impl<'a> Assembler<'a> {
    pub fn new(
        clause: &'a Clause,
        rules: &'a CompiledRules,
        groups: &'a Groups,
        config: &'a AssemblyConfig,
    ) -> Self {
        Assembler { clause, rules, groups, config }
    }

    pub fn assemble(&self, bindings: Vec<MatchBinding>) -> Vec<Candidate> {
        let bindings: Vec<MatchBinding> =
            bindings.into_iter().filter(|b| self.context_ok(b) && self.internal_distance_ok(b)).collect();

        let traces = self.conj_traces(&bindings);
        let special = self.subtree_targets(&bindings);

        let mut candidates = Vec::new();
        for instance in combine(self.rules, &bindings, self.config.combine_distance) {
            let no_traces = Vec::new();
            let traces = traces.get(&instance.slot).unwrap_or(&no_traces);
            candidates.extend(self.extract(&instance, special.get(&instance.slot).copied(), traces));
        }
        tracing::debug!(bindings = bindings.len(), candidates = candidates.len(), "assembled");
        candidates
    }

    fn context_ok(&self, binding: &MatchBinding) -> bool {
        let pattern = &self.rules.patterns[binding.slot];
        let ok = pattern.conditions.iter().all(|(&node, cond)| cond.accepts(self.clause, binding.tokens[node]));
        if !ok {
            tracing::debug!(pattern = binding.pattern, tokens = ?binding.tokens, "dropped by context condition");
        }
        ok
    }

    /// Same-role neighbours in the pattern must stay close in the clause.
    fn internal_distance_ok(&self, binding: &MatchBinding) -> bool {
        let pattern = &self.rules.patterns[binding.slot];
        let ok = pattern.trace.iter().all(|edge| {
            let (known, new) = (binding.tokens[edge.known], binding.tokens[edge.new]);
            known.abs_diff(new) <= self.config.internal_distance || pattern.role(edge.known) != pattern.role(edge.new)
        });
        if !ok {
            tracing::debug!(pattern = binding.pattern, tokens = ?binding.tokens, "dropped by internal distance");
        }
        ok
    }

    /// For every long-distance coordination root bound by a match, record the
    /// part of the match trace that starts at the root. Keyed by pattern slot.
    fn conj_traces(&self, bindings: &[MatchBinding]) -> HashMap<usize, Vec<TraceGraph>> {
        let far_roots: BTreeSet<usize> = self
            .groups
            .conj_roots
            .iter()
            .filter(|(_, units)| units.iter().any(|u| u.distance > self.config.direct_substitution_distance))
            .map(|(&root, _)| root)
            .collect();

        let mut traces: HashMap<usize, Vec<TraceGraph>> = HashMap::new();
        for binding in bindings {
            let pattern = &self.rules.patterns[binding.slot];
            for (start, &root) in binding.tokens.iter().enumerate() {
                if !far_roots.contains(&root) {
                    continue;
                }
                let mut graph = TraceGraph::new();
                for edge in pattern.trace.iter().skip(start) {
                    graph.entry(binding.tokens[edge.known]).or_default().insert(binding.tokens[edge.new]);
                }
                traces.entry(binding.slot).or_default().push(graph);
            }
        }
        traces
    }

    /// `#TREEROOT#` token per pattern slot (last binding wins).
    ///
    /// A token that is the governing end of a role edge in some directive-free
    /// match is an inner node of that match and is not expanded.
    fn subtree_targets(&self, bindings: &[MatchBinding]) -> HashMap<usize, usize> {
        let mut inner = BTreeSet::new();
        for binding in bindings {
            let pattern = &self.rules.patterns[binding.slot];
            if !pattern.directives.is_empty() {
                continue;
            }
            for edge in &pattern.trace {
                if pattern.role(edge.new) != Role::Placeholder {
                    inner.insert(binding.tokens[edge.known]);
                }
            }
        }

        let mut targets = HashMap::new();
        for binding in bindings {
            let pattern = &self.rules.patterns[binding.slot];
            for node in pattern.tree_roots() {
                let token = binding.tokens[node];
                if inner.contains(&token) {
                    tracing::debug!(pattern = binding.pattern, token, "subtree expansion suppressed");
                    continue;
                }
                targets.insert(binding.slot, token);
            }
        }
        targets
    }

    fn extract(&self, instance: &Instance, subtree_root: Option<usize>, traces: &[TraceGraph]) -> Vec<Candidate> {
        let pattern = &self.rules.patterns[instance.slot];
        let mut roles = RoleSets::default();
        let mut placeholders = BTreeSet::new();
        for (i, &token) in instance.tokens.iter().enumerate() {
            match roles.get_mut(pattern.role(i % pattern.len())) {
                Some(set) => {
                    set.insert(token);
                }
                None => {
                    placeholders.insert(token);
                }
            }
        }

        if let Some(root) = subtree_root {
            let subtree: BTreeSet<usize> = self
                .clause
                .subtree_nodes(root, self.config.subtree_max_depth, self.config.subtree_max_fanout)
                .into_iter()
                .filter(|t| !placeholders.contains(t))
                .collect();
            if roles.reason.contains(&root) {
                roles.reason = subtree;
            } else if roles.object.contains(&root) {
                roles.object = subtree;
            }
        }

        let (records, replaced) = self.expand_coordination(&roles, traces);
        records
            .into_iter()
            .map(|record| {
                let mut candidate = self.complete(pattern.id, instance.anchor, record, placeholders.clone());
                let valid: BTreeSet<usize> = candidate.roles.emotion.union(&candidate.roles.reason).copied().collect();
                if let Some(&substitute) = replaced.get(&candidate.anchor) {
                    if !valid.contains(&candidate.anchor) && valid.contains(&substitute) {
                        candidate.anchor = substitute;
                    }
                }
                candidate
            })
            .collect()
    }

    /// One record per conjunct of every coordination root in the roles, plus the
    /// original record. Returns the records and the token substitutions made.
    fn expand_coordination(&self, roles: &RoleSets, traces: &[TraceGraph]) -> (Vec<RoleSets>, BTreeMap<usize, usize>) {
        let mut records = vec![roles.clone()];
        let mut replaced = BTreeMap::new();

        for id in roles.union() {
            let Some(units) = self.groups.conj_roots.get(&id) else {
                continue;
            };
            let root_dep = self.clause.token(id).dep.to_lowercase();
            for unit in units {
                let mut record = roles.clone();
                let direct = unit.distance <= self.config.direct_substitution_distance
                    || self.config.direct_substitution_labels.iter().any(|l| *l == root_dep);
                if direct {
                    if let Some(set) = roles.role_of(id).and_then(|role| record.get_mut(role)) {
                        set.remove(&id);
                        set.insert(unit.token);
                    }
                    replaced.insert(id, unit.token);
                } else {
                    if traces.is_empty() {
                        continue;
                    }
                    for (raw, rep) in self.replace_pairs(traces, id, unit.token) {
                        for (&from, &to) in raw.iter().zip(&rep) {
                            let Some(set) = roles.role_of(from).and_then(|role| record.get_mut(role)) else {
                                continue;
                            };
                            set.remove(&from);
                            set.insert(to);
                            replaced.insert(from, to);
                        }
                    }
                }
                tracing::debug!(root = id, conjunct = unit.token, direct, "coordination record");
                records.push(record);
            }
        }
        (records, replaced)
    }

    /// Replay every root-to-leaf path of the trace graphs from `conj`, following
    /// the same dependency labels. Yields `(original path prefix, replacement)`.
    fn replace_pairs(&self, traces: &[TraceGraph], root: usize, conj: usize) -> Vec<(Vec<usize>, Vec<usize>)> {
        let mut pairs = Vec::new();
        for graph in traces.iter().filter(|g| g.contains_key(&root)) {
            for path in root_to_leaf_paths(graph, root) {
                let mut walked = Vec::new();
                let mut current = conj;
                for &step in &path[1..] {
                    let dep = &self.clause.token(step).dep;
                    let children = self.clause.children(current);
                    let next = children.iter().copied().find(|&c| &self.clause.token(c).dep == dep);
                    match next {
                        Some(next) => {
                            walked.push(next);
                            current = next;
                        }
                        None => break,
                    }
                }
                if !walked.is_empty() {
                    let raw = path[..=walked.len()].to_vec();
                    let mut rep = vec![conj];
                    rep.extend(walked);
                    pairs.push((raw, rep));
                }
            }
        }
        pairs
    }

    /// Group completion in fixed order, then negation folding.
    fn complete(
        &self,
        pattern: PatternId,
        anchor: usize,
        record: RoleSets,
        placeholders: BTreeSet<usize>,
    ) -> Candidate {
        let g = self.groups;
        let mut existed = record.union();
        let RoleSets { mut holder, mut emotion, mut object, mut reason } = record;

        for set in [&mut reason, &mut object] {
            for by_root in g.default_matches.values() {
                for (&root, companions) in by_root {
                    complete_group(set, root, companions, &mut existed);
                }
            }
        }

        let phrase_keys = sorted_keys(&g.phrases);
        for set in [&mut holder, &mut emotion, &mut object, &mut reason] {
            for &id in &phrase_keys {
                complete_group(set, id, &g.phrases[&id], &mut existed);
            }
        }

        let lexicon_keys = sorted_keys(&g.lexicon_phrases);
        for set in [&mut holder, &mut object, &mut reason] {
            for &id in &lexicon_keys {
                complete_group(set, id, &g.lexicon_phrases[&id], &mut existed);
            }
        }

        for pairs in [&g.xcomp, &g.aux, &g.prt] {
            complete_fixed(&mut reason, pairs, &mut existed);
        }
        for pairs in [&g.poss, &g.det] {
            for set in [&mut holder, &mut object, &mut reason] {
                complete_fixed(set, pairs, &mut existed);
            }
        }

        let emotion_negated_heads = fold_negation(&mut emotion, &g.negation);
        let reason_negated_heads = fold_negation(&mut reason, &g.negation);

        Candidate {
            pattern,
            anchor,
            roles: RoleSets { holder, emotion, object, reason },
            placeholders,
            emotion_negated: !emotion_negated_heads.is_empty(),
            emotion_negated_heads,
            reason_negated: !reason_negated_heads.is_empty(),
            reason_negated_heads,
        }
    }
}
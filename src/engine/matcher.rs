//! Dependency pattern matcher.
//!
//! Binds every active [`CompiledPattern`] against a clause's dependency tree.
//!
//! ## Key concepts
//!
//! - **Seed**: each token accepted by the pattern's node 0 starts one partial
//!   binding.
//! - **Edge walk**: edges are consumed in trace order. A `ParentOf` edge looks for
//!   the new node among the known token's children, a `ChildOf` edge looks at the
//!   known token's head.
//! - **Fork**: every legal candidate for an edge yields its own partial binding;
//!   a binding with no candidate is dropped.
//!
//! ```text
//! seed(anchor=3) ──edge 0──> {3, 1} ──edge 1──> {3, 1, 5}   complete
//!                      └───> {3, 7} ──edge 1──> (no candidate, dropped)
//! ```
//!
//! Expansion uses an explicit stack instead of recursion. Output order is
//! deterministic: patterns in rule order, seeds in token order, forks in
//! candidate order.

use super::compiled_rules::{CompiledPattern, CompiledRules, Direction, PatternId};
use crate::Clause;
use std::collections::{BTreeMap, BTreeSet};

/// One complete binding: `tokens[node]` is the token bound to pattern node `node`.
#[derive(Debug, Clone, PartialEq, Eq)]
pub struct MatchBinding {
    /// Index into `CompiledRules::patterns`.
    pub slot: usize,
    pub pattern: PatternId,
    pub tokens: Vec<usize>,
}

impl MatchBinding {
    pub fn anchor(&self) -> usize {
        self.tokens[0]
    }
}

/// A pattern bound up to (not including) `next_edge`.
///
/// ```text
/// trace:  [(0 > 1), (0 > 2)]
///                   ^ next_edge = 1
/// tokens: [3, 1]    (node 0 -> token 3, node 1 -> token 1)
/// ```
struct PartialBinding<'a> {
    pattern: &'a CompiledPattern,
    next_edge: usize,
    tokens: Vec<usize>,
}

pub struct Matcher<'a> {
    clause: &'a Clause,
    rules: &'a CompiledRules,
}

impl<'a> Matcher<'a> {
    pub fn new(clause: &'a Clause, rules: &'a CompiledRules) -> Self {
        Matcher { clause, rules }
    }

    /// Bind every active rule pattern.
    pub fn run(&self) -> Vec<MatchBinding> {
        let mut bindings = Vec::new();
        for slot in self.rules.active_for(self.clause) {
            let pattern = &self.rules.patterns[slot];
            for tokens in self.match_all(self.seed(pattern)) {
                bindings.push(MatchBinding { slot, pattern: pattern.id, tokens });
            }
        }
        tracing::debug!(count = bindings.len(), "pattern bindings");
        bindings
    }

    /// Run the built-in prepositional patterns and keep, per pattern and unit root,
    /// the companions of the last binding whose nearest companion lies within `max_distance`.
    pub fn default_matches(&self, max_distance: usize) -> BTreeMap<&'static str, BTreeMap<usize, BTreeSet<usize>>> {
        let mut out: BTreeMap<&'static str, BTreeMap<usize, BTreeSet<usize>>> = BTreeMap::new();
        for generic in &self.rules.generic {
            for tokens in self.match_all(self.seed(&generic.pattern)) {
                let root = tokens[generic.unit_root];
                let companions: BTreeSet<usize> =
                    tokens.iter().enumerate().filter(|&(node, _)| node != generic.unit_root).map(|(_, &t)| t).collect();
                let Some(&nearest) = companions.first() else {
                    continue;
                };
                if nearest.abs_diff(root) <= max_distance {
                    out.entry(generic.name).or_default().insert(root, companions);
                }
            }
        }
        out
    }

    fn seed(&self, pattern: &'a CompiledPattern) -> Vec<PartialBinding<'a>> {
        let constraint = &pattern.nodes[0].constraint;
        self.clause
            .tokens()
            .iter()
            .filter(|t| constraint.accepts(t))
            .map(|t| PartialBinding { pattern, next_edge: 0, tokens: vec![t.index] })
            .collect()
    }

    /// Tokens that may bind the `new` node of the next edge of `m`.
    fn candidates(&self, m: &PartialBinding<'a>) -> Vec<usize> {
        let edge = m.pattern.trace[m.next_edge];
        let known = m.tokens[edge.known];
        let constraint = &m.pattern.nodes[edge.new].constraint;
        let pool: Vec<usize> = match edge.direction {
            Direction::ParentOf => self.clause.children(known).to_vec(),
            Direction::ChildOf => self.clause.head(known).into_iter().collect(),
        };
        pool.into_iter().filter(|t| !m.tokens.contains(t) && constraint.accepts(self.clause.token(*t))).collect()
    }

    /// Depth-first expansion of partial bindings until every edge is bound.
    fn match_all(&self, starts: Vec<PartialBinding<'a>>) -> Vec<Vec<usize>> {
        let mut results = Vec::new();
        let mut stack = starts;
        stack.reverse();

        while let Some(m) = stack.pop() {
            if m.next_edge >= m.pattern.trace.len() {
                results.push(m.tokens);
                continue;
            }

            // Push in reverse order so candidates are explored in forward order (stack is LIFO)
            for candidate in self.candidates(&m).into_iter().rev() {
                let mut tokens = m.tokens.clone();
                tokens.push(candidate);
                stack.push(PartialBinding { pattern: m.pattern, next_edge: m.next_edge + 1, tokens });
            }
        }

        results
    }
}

____

=== TASK DIRECTIONS ===
All lines from the first line of the listing above through the line containing "by pattern slot." are to be retyped exactly. Leave out any other line.

=== YOUR RESPONSE ===
impl<'a> Assembler<'a> {
    pub fn new(
        clause: &'a Clause,
        rules: &'a CompiledRules,
        groups: &'a Groups,
        config: &'a AssemblyConfig,
    ) -> Self {
        Assembler { clause, rules, groups, config }
    }

    pub fn assemble(&self, bindings: Vec<MatchBinding>) -> Vec<Candidate> {
        let bindings: Vec<MatchBinding> =
            bindings.into_iter().filter(|b| self.context_ok(b) && self.internal_distance_ok(b)).collect();

        let traces = self.conj_traces(&bindings);
        let special = self.subtree_targets(&bindings);

        let mut candidates = Vec::new();
        for instance in combine(self.rules, &bindings, self.config.combine_distance) {
            let no_traces = Vec::new();
            let traces = traces.get(&instance.slot).unwrap_or(&no_traces);
            candidates.extend(self.extract(&instance, special.get(&instance.slot).copied(), traces));
        }
        tracing::debug!(bindings = bindings.len(), candidates = candidates.len(), "assembled");
        candidates
    }

    fn context_ok(&self, binding: &MatchBinding) -> bool {
        let pattern = &self.rules.patterns[binding.slot];
        let ok = pattern.conditions.iter().all(|(&node, cond)| cond.accepts(self.clause, binding.tokens[node]));
        if !ok {
            tracing::debug!(pattern = binding.pattern, tokens = ?binding.tokens, "dropped by context condition");
        }
        ok
    }

    /// Same-role neighbours in the pattern must stay close in the clause.
    fn internal_distance_ok(&self, binding: &MatchBinding) -> bool {
        let pattern = &self.rules.patterns[binding.slot];
        let ok = pattern.trace.iter().all(|edge| {
            let (known, new) = (binding.tokens[edge.known], binding.tokens[edge.new]);
            known.abs_diff(new) <= self.config.internal_distance || pattern.role(edge.known) != pattern.role(edge.new)
        });
        if !ok {
            tracing::debug!(pattern = binding.pattern, tokens = ?binding.tokens, "dropped by internal distance");
        }
        ok
    }

    /// For every long-distance coordination root bound by a match, record the
    /// part of the match trace that starts at the root. Keyed by pattern slot.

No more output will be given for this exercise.